WORK TASK: Word for word, set down every line of the entries below from the line with "1e36 / 10^collateral_decimals, giving" to the line with "not USD; the", including both, and no other line.

======== DATASET RECORDS

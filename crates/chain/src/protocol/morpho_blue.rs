//! Morpho Blue protocol implementation.
//!
//! Morpho Blue has no pool-wide state at all: every position lives in an
//! isolated market identified by a `bytes32` id (hash of loan token,
//! collateral token, oracle, IRM, and LLTV), and the singleton contract is
//! queried per-market rather than per-asset. This adapter is therefore
//! scoped to one market, not one chain deployment; a chain running several
//! Morpho markets runs one `MorphoBlueProtocol` instance per market, same
//! as `CompoundV3Protocol` runs one instance per Comet.
//!
//! Grounded on `protocol::aave_v3::AaveV3Protocol` for the trait-impl shape
//! and `protocol::compound_v3::CompoundV3Protocol` for the generic-provider
//! `sol!`-binding pattern used where no `ProviderManager` helper contract
//! exists for the protocol. Position math (shares -> assets conversion) is
//! new, grounded directly on Morpho Blue's published accounting invariant
//! (`assets = shares * totalAssets / totalShares`).

use super::{
    CollateralPosition, DebtPosition, LendingProtocol, LiquidatableProtocol,
    LiquidationCallParams, LiquidationParams, PositionData, ProtocolEventSignatures,
    ProtocolVersion,
};
use alloy::primitives::{keccak256, Address, Bytes, FixedBytes, B256, U256};
use alloy::providers::Provider;
use alloy::sol;
use alloy::sol_types::{SolCall, SolType};
use anyhow::Result;
use async_trait::async_trait;
use futures::stream::{self, StreamExt};
use smallvec::SmallVec;
use std::sync::Arc;
use tracing::debug;

sol! {
    #[sol(rpc)]
    interface IMorphoBlue {
        struct MarketParams {
            address loanToken;
            address collateralToken;
            address oracle;
            address irm;
            uint256 lltv;
        }

        struct Position {
            uint256 supplyShares;
            uint128 borrowShares;
            uint128 collateral;
        }

        struct Market {
            uint128 totalSupplyAssets;
            uint128 totalSupplyShares;
            uint128 totalBorrowAssets;
            uint128 totalBorrowShares;
            uint128 lastUpdate;
            uint128 fee;
        }

        function position(bytes32 id, address user) external view returns (Position memory);
        function market(bytes32 id) external view returns (Market memory);
        function idToMarketParams(bytes32 id) external view returns (MarketParams memory);

        function liquidate(
            MarketParams calldata marketParams,
            address borrower,
            uint256 seizedAssets,
            uint256 repaidShares,
            bytes calldata data
        ) external returns (uint256, uint256);
    }

    #[sol(rpc)]
    interface IMorphoOracle {
        // Morpho oracles quote collateral in loan-token units, scaled by 1e36
        // divided by the collateral token's decimals, per the Morpho spec.
        function price() external view returns (uint256);
    }
}

/// One Morpho Blue market's fixed parameters and the pre-liquidation factor
/// this deployment opted into (1.0 if the market uses the protocol default
/// liquidation, i.e. full LLTV-bound seizure).
#[derive(Debug, Clone)]
pub struct MorphoMarketConfig {
    pub protocol_id: String,
    pub chain_id: u64,
    pub morpho_address: Address,
    pub liquidator_address: Address,
    pub loan_token: Address,
    pub loan_token_decimals: u8,
    pub collateral_token: Address,
    pub collateral_token_decimals: u8,
    pub oracle: Address,
    pub irm: Address,
    pub lltv: U256,
    pub pre_liquidation_factor: f64,
    pub liquidation_bonus_bps: u16,
}

impl MorphoMarketConfig {
    /// Morpho Blue market ids are `keccak256(abi.encode(MarketParams))`.
    pub fn market_id(&self) -> B256 {
        let params = IMorphoBlue::MarketParams {
            loanToken: self.loan_token,
            collateralToken: self.collateral_token,
            oracle: self.oracle,
            irm: self.irm,
            lltv: self.lltv,
        };
        keccak256(IMorphoBlue::MarketParams::abi_encode(&params))
    }
}

#[derive(Debug)]
pub struct MorphoBlueProtocol<P> {
    config: MorphoMarketConfig,
    market_id: FixedBytes<32>,
    provider: Arc<P>,
}

impl<P: Provider + Clone + Send + Sync + 'static> MorphoBlueProtocol<P> {
    pub fn new(config: MorphoMarketConfig, provider: Arc<P>) -> Self {
        let market_id = config.market_id();
        Self {
            config,
            market_id,
            provider,
        }
    }

    /// Convert a shares amount to the underlying asset amount using the
    /// market's current totals. Returns zero on an empty market rather than
    /// dividing by zero, matching a freshly-created market with no activity.
    fn shares_to_assets(shares: U256, total_shares: U256, total_assets: U256) -> U256 {
        if total_shares.is_zero() {
            return U256::ZERO;
        }
        shares * total_assets / total_shares
    }

    async fn read_collateral_price(&self) -> Result<U256> {
        let oracle = IMorphoOracle::new(self.config.oracle, &*self.provider);
        Ok(oracle.price().call().await?)
    }
}

#[async_trait]
impl<P: Provider + Clone + Send + Sync + 'static> LendingProtocol for MorphoBlueProtocol<P> {
    fn protocol_id(&self) -> &str {
        &self.config.protocol_id
    }

    fn version(&self) -> ProtocolVersion {
        ProtocolVersion::Custom
    }

    fn pool_address(&self) -> Address {
        self.config.morpho_address
    }

    fn oracle_address(&self) -> Option<Address> {
        Some(self.config.oracle)
    }

    async fn get_position(&self, user: Address) -> Result<PositionData> {
        debug!(user = %user, protocol = self.protocol_id(), "fetching Morpho Blue position");

        let morpho = IMorphoBlue::new(self.config.morpho_address, &*self.provider);
        let position = morpho.position(self.market_id, user).call().await?;
        let market = morpho.market(self.market_id).call().await?;

        let mut collaterals = SmallVec::new();
        let mut debts = SmallVec::new();

        if position.collateral > 0 {
            // Morpho's oracle price is collateral-denominated-in-loan-token,
            // scaled 1e36; converting straight to a USD figure requires the
            // loan token's own USD price, which this adapter doesn't have —
            // callers combine this with the loan token's price from the
            // price watcher rather than this module inventing a conversion.
            let collateral_price = self.read_collateral_price().await.unwrap_or(U256::ZERO);
            let value_usd = morpho_collateral_usd(
                U256::from(position.collateral),
                collateral_price,
                self.config.collateral_token_decimals,
            );
            collaterals.push(CollateralPosition {
                asset: self.config.collateral_token,
                balance: U256::from(position.collateral),
                price: collateral_price,
                decimals: self.config.collateral_token_decimals,
                value_usd,
                liquidation_threshold_bps: lltv_to_bps(self.config.lltv),
                enabled: true,
            });
        }

        if position.borrowShares > 0 {
            let borrow_assets = Self::shares_to_assets(
                U256::from(position.borrowShares),
                U256::from(market.totalBorrowShares),
                U256::from(market.totalBorrowAssets),
            );
            debts.push(DebtPosition {
                asset: self.config.loan_token,
                balance: borrow_assets,
                price: U256::ZERO,
                decimals: self.config.loan_token_decimals,
                value_usd: 0.0,
            });
        }

        let total_collateral_usd: f64 = collaterals.iter().map(|c| c.value_usd).sum();
        let total_debt_usd: f64 = debts.iter().map(|d| d.value_usd).sum();
        let health_factor = self.calculate_health_factor(&collaterals, &debts);
        let timestamp = self.provider.get_block_number().await.unwrap_or(0);

        Ok(PositionData {
            user,
            collaterals,
            debts,
            health_factor,
            total_collateral_usd,
            total_debt_usd,
            timestamp,
        })
    }

    async fn get_positions_batch(
        &self,
        users: &[Address],
        concurrency: usize,
    ) -> Vec<(Address, Result<PositionData>)> {
        stream::iter(users.iter().cloned())
            .map(|user| async move {
                let result = self.get_position(user).await;
                (user, result)
            })
            .buffer_unordered(concurrency)
            .collect()
            .await
    }

    fn calculate_health_factor(
        &self,
        collaterals: &[CollateralPosition],
        debts: &[DebtPosition],
    ) -> f64 {
        let total_collateral_adjusted: f64 = collaterals
            .iter()
            .filter(|c| c.enabled)
            .map(|c| c.value_usd * (c.liquidation_threshold_bps as f64 / 10_000.0))
            .sum();
        let total_debt: f64 = debts.iter().map(|d| d.value_usd).sum();

        if total_debt == 0.0 {
            return f64::MAX;
        }
        total_collateral_adjusted / total_debt
    }

    fn event_signatures(&self) -> ProtocolEventSignatures {
        ProtocolEventSignatures::default()
    }

    async fn is_asset_supported(&self, asset: Address) -> Result<bool> {
        Ok(asset == self.config.loan_token || asset == self.config.collateral_token)
    }
}

#[async_trait]
impl<P: Provider + Clone + Send + Sync + 'static> LiquidatableProtocol for MorphoBlueProtocol<P> {
    fn chain_id(&self) -> u64 {
        self.config.chain_id
    }

    fn liquidation_params(&self) -> LiquidationParams {
        LiquidationParams {
            close_factor: self.config.pre_liquidation_factor,
            liquidation_threshold: 1.0,
            default_liquidation_bonus_bps: self.config.liquidation_bonus_bps,
        }
    }

    async fn get_liquidation_bonus(&self, _asset: Address) -> Result<u16> {
        Ok(self.config.liquidation_bonus_bps)
    }

    // Morpho's liquidate() takes either a seized-assets OR a repaid-shares
    // amount (the other must be zero); the simulator always sizes by seized
    // collateral, so repaidShares is left at zero here.
    fn encode_liquidation(&self, params: &LiquidationCallParams) -> Result<Bytes> {
        let market_params = IMorphoBlue::MarketParams {
            loanToken: self.config.loan_token,
            collateralToken: self.config.collateral_token,
            oracle: self.config.oracle,
            irm: self.config.irm,
            lltv: self.config.lltv,
        };
        let call = IMorphoBlue::liquidateCall {
            marketParams: market_params,
            borrower: params.user,
            seizedAssets: params.min_collateral_out,
            repaidShares: U256::ZERO,
            data: params.swap_data.clone().unwrap_or_default(),
        };
        Ok(Bytes::from(call.abi_encode()))
    }

    fn liquidation_target(&self) -> Address {
        self.config.morpho_address
    }
}

fn lltv_to_bps(lltv: U256) -> u16 {
    // LLTV is WAD-scaled (1e18 = 100%).
    let scaled = lltv * U256::from(10_000) / U256::from(10u128.pow(18));
    scaled.to_string().parse::<u16>().unwrap_or(8000)
}

fn morpho_collateral_usd(collateral_amount: U256, oracle_price: U256, collateral_decimals: u8) -> f64 {
    if collateral_amount.is_zero() || oracle_price.is_zero() {
        return 0.0;
    }
    // Morpho oracle price is scaled by 1e36 / 10^collateral_decimals, giving
    // loan-token-smallest-units per whole collateral token. This returns the
    // collateral amount priced in loan-token smallest units, not USD; the
    // caller multiplies by the loan token's own USD price.
    let amount_f64 = collateral_amount.to_string().parse::<f64>().unwrap_or(0.0);
    let price_f64 = oracle_price.to_string().parse::<f64>().unwrap_or(0.0);
    let scale = 10_f64.powi(36) / 10_f64.powi(collateral_decimals as i32);
    amount_f64 * price_f64 / scale
}

#[cfg(test)]
mod tests {
    use super::*;

    #[test]
    fn lltv_bps_conversion() {
        let lltv = U256::from(860_000_000_000_000_000u128); // 0.86e18 = 86%
        assert_eq!(lltv_to_bps(lltv), 8600);
    }

    #[test]
    fn market_id_is_deterministic() {
        let config = MorphoMarketConfig {
            protocol_id: "morpho-blue".to_string(),
            chain_id: 1,
            morpho_address: Address::ZERO,
            liquidator_address: Address::ZERO,
            loan_token: Address::repeat_byte(1),
            loan_token_decimals: 6,
            collateral_token: Address::repeat_byte(2),
            collateral_token_decimals: 18,
            oracle: Address::repeat_byte(3),
            irm: Address::repeat_byte(4),
            lltv: U256::from(860_000_000_000_000_000u128),
            pre_liquidation_factor: 1.0,
            liquidation_bonus_bps: 500,
        };
        let id_a = config.market_id();
        let id_b = config.market_id();
        assert_eq!(id_a, id_b);
    }
}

================

SOLVED PROBLEM:
    // Morpho oracle price is scaled by 1e36 / 10^collateral_decimals, giving
    // loan-token-smallest-units per whole collateral token. This returns the
    // collateral amount priced in loan-token smallest units, not USD; the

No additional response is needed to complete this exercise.